Task goal: Check each line of the listing below for the string "Ordering", then give only the number of lines where it occurs.

Extracted entries:

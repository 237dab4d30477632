//! 管理后台 API 请求 / 响应结构

use serde::{Deserialize, Serialize};

use crate::types::{PaginationMeta, User};

/// 列表响应 `{status, data, pagination}`
#[derive(Debug, Deserialize)]
pub(crate) struct ListEnvelope<T> {
    #[serde(default = "Vec::new")]
    pub data: Vec<T>,
    pub pagination: Option<PaginationMeta>,
}

#[derive(Debug, Serialize)]
pub(crate) struct DomainEntry<'a> {
    pub domain: &'a str,
}

#[derive(Debug, Serialize)]
pub(crate) struct EmailEntry<'a> {
    pub email: &'a str,
}

/// `POST /addBlacklistedDomain` 请求体
#[derive(Debug, Serialize)]
pub(crate) struct AddDomainsBody<'a> {
    pub domains: Vec<DomainEntry<'a>>,
}

/// `POST /addBlacklistedEmail` 请求体
#[derive(Debug, Serialize)]
pub(crate) struct AddEmailsBody<'a> {
    pub emails: Vec<EmailEntry<'a>>,
}

/// `POST /login` 请求体
#[derive(Debug, Serialize)]
pub(crate) struct LoginBody<'a> {
    pub email: &'a str,
    pub password: &'a str,
}

/// `POST /login` 响应
#[derive(Debug, Deserialize)]
pub(crate) struct LoginResponse {
    pub token: String,
    pub user: User,
}
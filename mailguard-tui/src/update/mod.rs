//! src/update/mod.rs
//! Update 层：状态更新逻辑
//!
//! Update 层负责处理 Message，更新 Model 状态，是唯一可以修改 Model 的地方。
//!
//!     mod navigation;     // 侧边导航
//!     mod content;        // 表格、校验页、登录页
//!     mod modal;          // 批量表单、删除确认、帮助
//!     mod backend;        // 后台任务结果
//!
//! ═══════════════════════════════════════════════════════════════════════════
//! 副作用
//! ═══════════════════════════════════════════════════════════════════════════
//!
//!     update() 从不等待 I/O。需要访问后端时：
//!
//!         1. 从 core 状态机取得 FetchTicket / DeleteTicket / Mutation
//!         2. 调用 app.auth.guard() 取得 Session（失败则转到登录页）
//!         3. 包装为 Command 压入 app.pending
//!
//!     主循环随后把 Command 交给 Dispatcher，结果以 BackendMessage 回到这里。

mod backend;
mod content;
mod modal;
mod navigation;

use std::time::Instant;

use mailguard_core::services::{FetchTicket, View};
use mailguard_core::types::{Notification, Session};

use crate::message::AppMessage;
use crate::model::{App, Command, FocusPanel, Page};

/// 处理应用消息，更新状态
pub fn update(app: &mut App, msg: AppMessage) {
    match msg {
        AppMessage::Quit => {
            app.should_quit = true;
        }

        AppMessage::ToggleFocus => {
            if !app.modal.is_open() && !app.dashboard.is_modal_open() {
                app.focus = app.focus.toggle();
                app.tables.editing_search = false;
            }
        }

        AppMessage::Navigation(nav_msg) => navigation::update(app, nav_msg),
        AppMessage::Content(content_msg) => content::update(app, content_msg),
        AppMessage::Modal(modal_msg) => modal::update(app, modal_msg),
        AppMessage::Backend(backend_msg) => backend::update(app, backend_msg),

        AppMessage::Refresh => {
            if app.current_page.view().is_some() {
                let ticket = app.active_table_mut().refresh();
                push_fetch(app, ticket);
            }
        }

        AppMessage::ShowHelp => {
            app.modal.show_help();
        }

        AppMessage::Logout => {
            if app.auth.user.is_some() || app.auth.token.is_some() {
                log::info!("logging out");
                app.auth.clear();
                open_page(app, Page::Validator);
                app.pending.push(Command::Logout);
            }
        }

        AppMessage::Tick => {
            app.toasts.prune(Instant::now());
            if app.auth.guard().is_err() {
                app.tables.discard_refresh();
                return;
            }
            for ticket in app.tables.poll_refresh() {
                push_fetch(app, ticket);
            }
        }

        AppMessage::Noop => {}
    }
}

/// 切换页面；Dashboard 视图先经过守卫
pub(crate) fn open_page(app: &mut App, page: Page) {
    app.tables.editing_search = false;
    match page {
        Page::Dashboard(view) => enter_view(app, view),
        other => {
            app.current_page = other;
            app.navigation.follow(other);
        }
    }
}

/// 进入管理视图并发起首次拉取
fn enter_view(app: &mut App, view: View) {
    if app.auth.guard().is_err() {
        redirect_to_login(app, Some(view));
        return;
    }
    app.dashboard.select_view(view);
    app.current_page = Page::Dashboard(view);
    app.navigation.follow(app.current_page);
    let ticket = app.active_table_mut().refresh();
    push_fetch(app, ticket);
}

fn redirect_to_login(app: &mut App, redirect: Option<View>) {
    log::debug!("guard rejected, redirecting to login (target {redirect:?})");
    app.login.redirect = redirect;
    app.current_page = Page::Login;
    app.focus = FocusPanel::Content;
}

/// 守卫通过时返回会话，否则转到登录页
pub(crate) fn session_or_redirect(app: &mut App) -> Option<Session> {
    match app.auth.guard() {
        Ok(session) => Some(session),
        Err(rejection) => {
            log::warn!("request blocked: {rejection}");
            let target = app.current_page.view();
            redirect_to_login(app, target);
            None
        }
    }
}

pub(crate) fn push_fetch(app: &mut App, ticket: FetchTicket) {
    if let Some(session) = session_or_redirect(app) {
        app.pending.push(Command::Fetch { session, ticket });
    }
}

pub(crate) fn notify_error(app: &mut App, message: impl Into<String>) {
    app.notify(Notification::error(message));
}

/// 登录成功后的落点
pub(crate) fn after_login(app: &mut App) {
    let target = app.login.redirect.take().unwrap_or_default();
    app.login.reset();
    enter_view(app, target);
}
//! Pagination window calculator
//!
//! Maps `(current_page, total_pages)` to the compressed list of page controls:
//!
//! ```text
//! total <= 5          1 2 3 4 5
//! current near start  1 2 3 4 … 10
//! current = 5         1 … 3 4 5 … 10
//! current near end    1 … 7 8 9 10
//! ```

/// Pages shown without compression.
const MAX_VISIBLE: u32 = 5;

/// Interior pages shown between the first and last page.
const INTERIOR: u32 = 3;

/// How far the interior window reaches back from the current page.
const LEAD: u32 = MAX_VISIBLE / 2;

/// One control in the pagination bar.
#[derive(Debug, Clone, Copy, PartialEq, Eq)]
pub enum PageEntry {
    Page(u32),
    Ellipsis,
}

/// Computes the page window. Never more than 7 entries.
///
/// `current_page` is clamped into `[1, total_pages]` and `total_pages` is
/// treated as at least 1.
pub fn page_window(current_page: u32, total_pages: u32) -> Vec<PageEntry> {
    let total = total_pages.max(1);
    if total <= MAX_VISIBLE {
        return (1..=total).map(PageEntry::Page).collect();
    }

    let current = current_page.clamp(1, total);
    let mut start = current.saturating_sub(LEAD).max(2);
    let end = (start + INTERIOR - 1).min(total - 1);
    start = (end + 1).saturating_sub(INTERIOR).max(2);

    let mut entries = Vec::with_capacity(7);
    entries.push(PageEntry::Page(1));
    if start > 2 {
        entries.push(PageEntry::Ellipsis);
    }
    entries.extend((start..=end).map(PageEntry::Page));
    if end < total - 1 {
        entries.push(PageEntry::Ellipsis);
    }
    entries.push(PageEntry::Page(total));
    entries
}
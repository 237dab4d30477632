//! 业务逻辑服务层
//!
//! 状态机（`ResourceTable` / `Dashboard` / `BulkModal`）不做任何 I/O，
//! 由前端驱动；`*Service` 负责调用 [`AdminApi`] 并把结果喂回状态机。

mod auth_service;
mod bulk_modal;
mod dashboard;
mod dashboard_service;
mod export;
mod refresh;
mod resource_table;
mod table_service;
mod validator_service;

pub use auth_service::AuthService;
pub use bulk_modal::{split_bulk_input, BulkModal, ModalMode};
pub use dashboard::{Dashboard, EditTarget, Mutation, View};
pub use dashboard_service::DashboardService;
pub use export::{export_file_name, export_to_dir, write_csv, EXPORT_HEADER};
pub use refresh::{RefreshRequest, RefreshSignal, RefreshSubscription};
pub use resource_table::{DeleteOutcome, DeleteTicket, FetchTicket, ResourceTable, TablePhase};
pub use table_service::TableService;
pub use validator_service::{check_email_shape, ValidatorService};

use std::sync::Arc;

use crate::traits::{AdminApi, SessionStore};

/// 服务上下文 - 持有所有依赖
///
/// 前端需要创建此上下文，并注入具体的 API 客户端与会话存储实现。
pub struct ServiceContext {
    /// 管理后台 API
    pub api: Arc<dyn AdminApi>,
    /// 会话持久化
    pub session_store: Arc<dyn SessionStore>,
}

impl ServiceContext {
    /// 创建服务上下文
    #[must_use]
    pub fn new(api: Arc<dyn AdminApi>, session_store: Arc<dyn SessionStore>) -> Self {
        Self { api, session_store }
    }
}
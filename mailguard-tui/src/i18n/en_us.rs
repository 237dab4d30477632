//! 英文翻译 (en-US)

use super::keys::{
    CommonTexts, HelpTexts, HintTexts, LoginTexts, ModalTexts, NavTexts, TableTexts, TopBarTexts,
    Translations, ValidatorTexts,
};

pub const TRANSLATIONS: Translations = Translations {
    common: CommonTexts {
        app_name: "MailGuard Admin",
        cancel: "Cancel",
        delete: "Delete",
        close: "Close",
        yes: "Yes",
        no: "No",
    },

    hints: HintTexts {
        switch_panel: "Switch Panels",
        select: "Select",
        open: "Open",
        page: "Page",
        search: "Search",
        add: "Add",
        edit: "Edit",
        delete: "Delete",
        blacklist: "Blacklist",
        export: "Export CSV",
        refresh: "Refresh",
        help: "Help",
        logout: "Logout",
        quit: "Quit",
        submit: "Submit",
        cancel: "Cancel",
        newline: "New Line",
        next_field: "Next Field",
        validate: "Validate",
    },

    nav: NavTexts {
        title: "Admin Dashboard",
        valid_emails: "Valid Emails",
        blacklisted_domains: "Blacklisted Domains",
        blacklisted_emails: "Blacklisted Emails",
        validator: "Validate Email",
    },

    top_bar: TopBarTexts {
        welcome: "Welcome, {email}",
        logout_hint: "Alt+l Logout",
        guest: "Not signed in",
        login_hint: "Open any dashboard view to sign in",
    },

    table: TableTexts {
        col_domain: "Domain",
        col_email: "Email",
        col_created: "Created At",
        col_validated: "Validation Date",
        col_reason: "Reason",
        col_status: "Status",
        search_placeholder: "Search {plural}...",
        loading: "Loading...",
        empty: "No {plural} found",
        showing: "Showing {start} to {end} of {total} results",
        previous: "Previous",
        next: "Next",
        retry_hint: "Press Alt+r to retry",
    },

    validator: ValidatorTexts {
        title: "Email Validator",
        subtitle: "Check whether an address is safe to send to",
        email_label: "Email Address",
        placeholder: "name@example.com",
        button: "Validate Email",
        validating: "Validating...",
        failed: "Failed to validate email",
        did_you_mean: "Did you mean: {suggestion}?",
        domain: "Domain",
        user: "User",
        free: "Free Provider",
        role: "Role Address",
        disposable: "Disposable",
        accept_all: "Accept All",
        safe_to_send: "Safe to Send",
    },

    login: LoginTexts {
        title: "Admin Login",
        email: "Email",
        password: "Password",
        submit: "Sign In",
        signing_in: "Signing in...",
        admin_only: "Administrator access required",
        failed: "Login failed",
        logged_out: "Logged out",
    },

    modal: ModalTexts {
        confirm_delete_title: "Confirm Delete",
        confirm_delete_message: "Delete \"{value}\"?",
        confirm_delete_warning: "This action cannot be undone.",
        help_title: "Keyboard Shortcuts",
    },

    help: HelpTexts {
        global: "Global",
        table: "Tables",
        modal: "Forms",
        quit: "Quit",
        switch_panel: "Switch sidebar / content",
        refresh: "Refresh current table",
        help: "Show this help",
        logout: "Log out",
        select_row: "Select row",
        change_page: "Previous / next page",
        first_last_page: "First / last page",
        search: "Edit search, Enter to submit",
        add: "Add entries",
        edit: "Edit selected entry",
        delete: "Delete selected entry",
        blacklist: "Blacklist selected valid email",
        export: "Export valid emails to CSV",
        submit: "Submit",
        newline: "New line (bulk add)",
        cancel: "Cancel",
    },
};
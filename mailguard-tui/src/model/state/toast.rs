//! 状态栏提示

use std::collections::VecDeque;
use std::time::{Duration, Instant};

use mailguard_core::types::Notification;

/// 提示显示时长
pub const TOAST_TTL: Duration = Duration::from_secs(4);

/// 同时保留的提示上限
const MAX_TOASTS: usize = 8;

#[derive(Debug, Clone)]
pub struct Toast {
    pub notification: Notification,
    pub created: Instant,
}

#[derive(Debug, Default)]
pub struct ToastState {
    toasts: VecDeque<Toast>,
}

impl ToastState {
    pub fn push(&mut self, notification: Notification) {
        self.push_at(notification, Instant::now());
    }

    pub fn push_at(&mut self, notification: Notification, now: Instant) {
        if notification.is_error() {
            log::warn!("toast: {}", notification.message);
        } else {
            log::info!("toast: {}", notification.message);
        }
        self.toasts.push_back(Toast {
            notification,
            created: now,
        });
        while self.toasts.len() > MAX_TOASTS {
            self.toasts.pop_front();
        }
    }

    /// 移除超过 [`TOAST_TTL`] 的提示
    pub fn prune(&mut self, now: Instant) {
        self.toasts
            .retain(|toast| now.saturating_duration_since(toast.created) < TOAST_TTL);
    }

    /// 最新的一条
    pub fn latest(&self) -> Option<&Toast> {
        self.toasts.back()
    }
}
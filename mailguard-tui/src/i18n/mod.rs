//! 国际化（i18n）模块
//!
//! 纯 Rust 结构体方案：编译期类型检查，零运行时开销。
//! 语言在启动时由配置 `language` 决定。

use std::sync::atomic::{AtomicUsize, Ordering};

mod en_us;
pub mod keys;
mod zh_cn;

pub use keys::*;

/// 支持的语言
#[derive(Debug, Clone, Copy, PartialEq, Eq, Default)]
pub enum Language {
    #[default]
    EnUs,
    ZhCn,
}

impl Language {
    /// 语言代码（BCP 47）
    pub fn code(self) -> &'static str {
        match self {
            Language::EnUs => "en-US",
            Language::ZhCn => "zh-CN",
        }
    }

    /// 从语言代码解析
    pub fn from_code(code: &str) -> Option<Language> {
        match code {
            "en-US" | "en" => Some(Language::EnUs),
            "zh-CN" | "zh" => Some(Language::ZhCn),
            _ => None,
        }
    }
}

/// 当前语言索引
static CURRENT_LANGUAGE: AtomicUsize = AtomicUsize::new(0); // 0 = EnUs

/// 获取当前语言的翻译
pub fn t() -> &'static Translations {
    match CURRENT_LANGUAGE.load(Ordering::Relaxed) {
        1 => &zh_cn::TRANSLATIONS,
        _ => &en_us::TRANSLATIONS,
    }
}

/// 设置当前语言
pub fn set_language(lang: Language) {
    let index = match lang {
        Language::EnUs => 0,
        Language::ZhCn => 1,
    };
    CURRENT_LANGUAGE.store(index, Ordering::Relaxed);
}
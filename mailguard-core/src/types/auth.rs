use serde::{Deserialize, Serialize};
use std::fmt;

/// Role attached to a console user.
#[derive(Debug, Clone, Copy, PartialEq, Eq, Serialize, Deserialize)]
#[serde(rename_all = "lowercase")]
pub enum Role {
    Admin,
    /// Any non-administrative role
    #[serde(other)]
    User,
}

/// Logged-in user as returned by `/login`.
#[derive(Debug, Clone, PartialEq, Eq, Serialize, Deserialize)]
pub struct User {
    #[serde(rename = "_id", default)]
    pub id: String,
    pub email: String,
    pub role: Role,
}

/// An authenticated admin session.
///
/// Only [`AuthContext::guard`] hands these out, so holding one means the
/// guard has passed. Every authenticated request takes it explicitly.
#[derive(Clone, PartialEq, Eq, Serialize, Deserialize)]
pub struct Session {
    pub user: User,
    pub token: String,
}

impl fmt::Debug for Session {
    fn fmt(&self, f: &mut fmt::Formatter<'_>) -> fmt::Result {
        f.debug_struct("Session")
            .field("user", &self.user)
            .field("token", &crate::utils::log_sanitizer::redact_token(&self.token))
            .finish()
    }
}

impl Session {
    /// `Authorization` header value.
    pub fn bearer(&self) -> String {
        format!("Bearer {}", self.token)
    }
}

/// Why the guard refused access.
#[derive(Debug, Clone, Copy, PartialEq, Eq)]
pub enum GuardRejection {
    NoUser,
    NoToken,
    NotAdmin,
}

impl fmt::Display for GuardRejection {
    fn fmt(&self, f: &mut fmt::Formatter<'_>) -> fmt::Result {
        match self {
            Self::NoUser => write!(f, "not logged in"),
            Self::NoToken => write!(f, "missing session token"),
            Self::NotAdmin => write!(f, "administrator role required"),
        }
    }
}

/// Current `{user, token}` pair held by the front end.
#[derive(Debug, Clone, Default, PartialEq, Eq)]
pub struct AuthContext {
    pub user: Option<User>,
    pub token: Option<String>,
}

impl AuthContext {
    pub fn from_session(session: Session) -> Self {
        Self {
            user: Some(session.user),
            token: Some(session.token),
        }
    }

    /// Grants access only with a user, a non-empty token and the admin role.
    pub fn guard(&self) -> Result<Session, GuardRejection> {
        let user = self.user.as_ref().ok_or(GuardRejection::NoUser)?;
        let token = self
            .token
            .as_deref()
            .filter(|t| !t.is_empty())
            .ok_or(GuardRejection::NoToken)?;
        if user.role != Role::Admin {
            return Err(GuardRejection::NotAdmin);
        }
        Ok(Session {
            user: user.clone(),
            token: token.to_string(),
        })
    }

    pub fn is_authenticated(&self) -> bool {
        self.guard().is_ok()
    }

    pub fn clear(&mut self) {
        self.user = None;
        self.token = None;
    }
}
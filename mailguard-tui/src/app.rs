//! app.rs
//! 应用主循环
//!
//! 主循环大约每 100 ms 执行一轮：
//!
//! loop {
//!
//!     dispatcher.dispatch(cmd)        // 1. 把 Update 层留下的 Command 交给后台任务
//!     rx.try_recv()                   // 2. 取回已完成任务的 BackendMessage
//!     update(AppMessage::Tick)        // 3. 清理过期提示、把刷新信号转成拉取
//!     terminal.draw(view::render)     // 4. 渲染 UI
//!     if app.should_quit { break }    // 5. 检查是否退出
//!     poll_event(100ms)               // 6. 等待输入，翻译为消息并更新状态
//!
//! }
//!
//! Update 层从不等待 I/O，所以按键始终即时响应；
//! 网络请求在后台进行，完成后通过通道回到第 2 步。

use std::time::Duration;

use anyhow::Result;
use tokio::sync::mpsc::UnboundedReceiver;

use crate::backend::Dispatcher;
use crate::event;
use crate::message::{AppMessage, BackendMessage};
use crate::model::App;
use crate::update;
use crate::util::Term;
use crate::view;

/// 单轮等待输入的时长
const POLL_INTERVAL: Duration = Duration::from_millis(100);

/// 运行应用主循环
pub async fn run(
    terminal: &mut Term,
    app: &mut App,
    dispatcher: &Dispatcher,
    rx: &mut UnboundedReceiver<BackendMessage>,
) -> Result<()> {
    loop {
        for command in app.take_commands() {
            dispatcher.dispatch(command);
        }

        while let Ok(message) = rx.try_recv() {
            update::update(app, AppMessage::Backend(message));
        }
        update::update(app, AppMessage::Tick);

        terminal.draw(|frame| view::render(app, frame))?;

        if app.should_quit {
            break;
        }

        // crossterm 的 poll 会阻塞，放到阻塞线程池里避免卡住后台任务
        let polled = tokio::task::spawn_blocking(|| event::poll_event(POLL_INTERVAL)).await??;
        if let Some(event) = polled {
            let msg = event::handle_event(event, app);
            update::update(app, msg);
        }
    }

    Ok(())
}
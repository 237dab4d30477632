//! 终端初始化和清理

use std::io::{self, Stdout};

use anyhow::Result;
use crossterm::{
    execute,
    terminal::{disable_raw_mode, enable_raw_mode, EnterAlternateScreen, LeaveAlternateScreen},
};
use ratatui::{backend::CrosstermBackend, Terminal};

/// 终端类型别名
pub type Term = Terminal<CrosstermBackend<Stdout>>;

/// 进入原始模式与备用屏幕
pub fn init_terminal() -> Result<Term> {
    enable_raw_mode()?;
    let mut stdout = io::stdout();
    execute!(stdout, EnterAlternateScreen)?;

    let terminal = Terminal::new(CrosstermBackend::new(stdout))?;
    Ok(terminal)
}

/// 离开备用屏幕并恢复光标
pub fn restore_terminal(terminal: &mut Term) -> Result<()> {
    disable_raw_mode()?;
    execute!(terminal.backend_mut(), LeaveAlternateScreen)?;
    terminal.show_cursor()?;
    Ok(())
}

/// panic 时先恢复终端再打印信息
pub fn install_panic_hook() {
    let original = std::panic::take_hook();
    std::panic::set_hook(Box::new(move |info| {
        let _ = disable_raw_mode();
        let _ = execute!(io::stdout(), LeaveAlternateScreen);
        tracing::error!("panic: {info}");
        original(info);
    }));
}
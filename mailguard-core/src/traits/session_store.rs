//! 会话持久化抽象 Trait

use async_trait::async_trait;

use crate::error::CoreResult;
use crate::types::Session;

/// 会话在持久化存储中的固定键名
pub const SESSION_KEY: &str = "token";

/// 会话存储 Trait
///
/// 平台实现:
/// - TUI: `JsonSessionStore` (配置目录下的 JSON 文件)
/// - TUI: `KeyringSessionStore` (系统钥匙串)
///
/// token 只在登录 / 登出时写入或清除，从不刷新。
#[async_trait]
pub trait SessionStore: Send + Sync {
    /// 读取持久化的会话
    ///
    /// # Returns
    /// * `Ok(Some(session))` - 存在会话
    /// * `Ok(None)` - 从未登录或已登出
    async fn load(&self) -> CoreResult<Option<Session>>;

    /// 保存会话
    async fn save(&self, session: &Session) -> CoreResult<()>;

    /// 清除会话
    async fn clear(&self) -> CoreResult<()>;
}
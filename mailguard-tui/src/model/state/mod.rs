//! 页面状态模块
//!
//! 表格与表单的业务状态机来自 mailguard-core，这里只保存界面侧的附加状态。

mod login;
mod modal;
mod tables;
mod toast;
mod validator;

pub use login::{LoginField, LoginState};
pub use modal::{DeleteFocus, Modal, ModalState};
pub use tables::TablesState;
pub use toast::ToastState;
pub use validator::{ValidatorState, ValidatorStatus};
//! 底部状态栏组件：快捷键提示 + 最新通知

use ratatui::{
    layout::{Alignment, Rect},
    style::{Color, Modifier, Style},
    text::{Line, Span},
    widgets::Paragraph,
    Frame,
};

use mailguard_core::services::View;
use mailguard_core::types::NotificationLevel;

use crate::i18n::t;
use crate::model::{App, Page};
use crate::view::theme::{colors, Styles};

/// 渲染状态栏
pub fn render(app: &App, frame: &mut Frame, area: Rect) {
    let mut spans = Vec::new();
    for (i, (key, desc)) in hints(app).iter().enumerate() {
        if i > 0 {
            spans.push(Span::styled(" │ ", Style::default().fg(Color::DarkGray)));
        }
        spans.push(Span::styled(*key, Styles::hint_key()));
        spans.push(Span::raw(" "));
        spans.push(Span::styled(*desc, Styles::hint_desc()));
    }
    frame.render_widget(Paragraph::new(Line::from(spans)).style(Styles::statusbar()), area);

    if let Some(toast) = app.toasts.latest() {
        let c = colors();
        let (icon, fg) = match toast.notification.level {
            NotificationLevel::Success => ("✓", c.success),
            NotificationLevel::Error => ("✗", c.error),
        };
        let line = Line::from(Span::styled(
            format!(" {icon} {} ", toast.notification.message),
            Style::default()
                .bg(Color::Black)
                .fg(fg)
                .add_modifier(Modifier::BOLD),
        ));
        frame.render_widget(Paragraph::new(line).alignment(Alignment::Right), area);
    }
}

/// 根据当前状态生成快捷键提示
fn hints(app: &App) -> Vec<(&'static str, &'static str)> {
    let h = &t().hints;

    if app.dashboard.is_modal_open() {
        let mut hints = vec![("Enter", h.submit), ("Esc", h.cancel)];
        if app.dashboard.modal().is_some_and(|m| m.is_multiline()) {
            hints.push(("Alt+Enter", h.newline));
        }
        return hints;
    }
    if app.modal.is_open() {
        return vec![("←→", h.select), ("Enter", h.submit), ("Esc", h.cancel)];
    }

    let mut hints = vec![("Tab", h.switch_panel)];
    if app.focus.is_navigation() {
        hints.push(("↑↓", h.select));
        hints.push(("Enter", h.open));
    } else {
        match app.current_page {
            Page::Dashboard(_) if app.tables.editing_search => {
                hints.push(("Enter", h.search));
                hints.push(("Esc", h.cancel));
            }
            Page::Dashboard(view) => {
                hints.push(("↑↓", h.select));
                hints.push(("←→", h.page));
                hints.push(("/", h.search));
                if view == View::ValidEmails {
                    hints.push(("Alt+b", h.blacklist));
                    hints.push(("Alt+x", h.export));
                } else {
                    hints.push(("Alt+a", h.add));
                    hints.push(("Alt+e", h.edit));
                    hints.push(("Alt+d", h.delete));
                }
                hints.push(("Alt+r", h.refresh));
            }
            Page::Validator => hints.push(("Enter", h.validate)),
            Page::Login => {
                hints.push(("↑↓", h.next_field));
                hints.push(("Enter", h.submit));
            }
        }
    }

    hints.push(("Alt+h", h.help));
    if app.auth.is_authenticated() {
        hints.push(("Alt+l", h.logout));
    }
    if !app.is_typing() {
        hints.push(("q", h.quit));
    }
    hints
}
//! 可复用组件

pub mod modal;
pub mod navigation;
pub mod pagination;
pub mod statusbar;
pub mod topbar;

Solution to the exercise: 3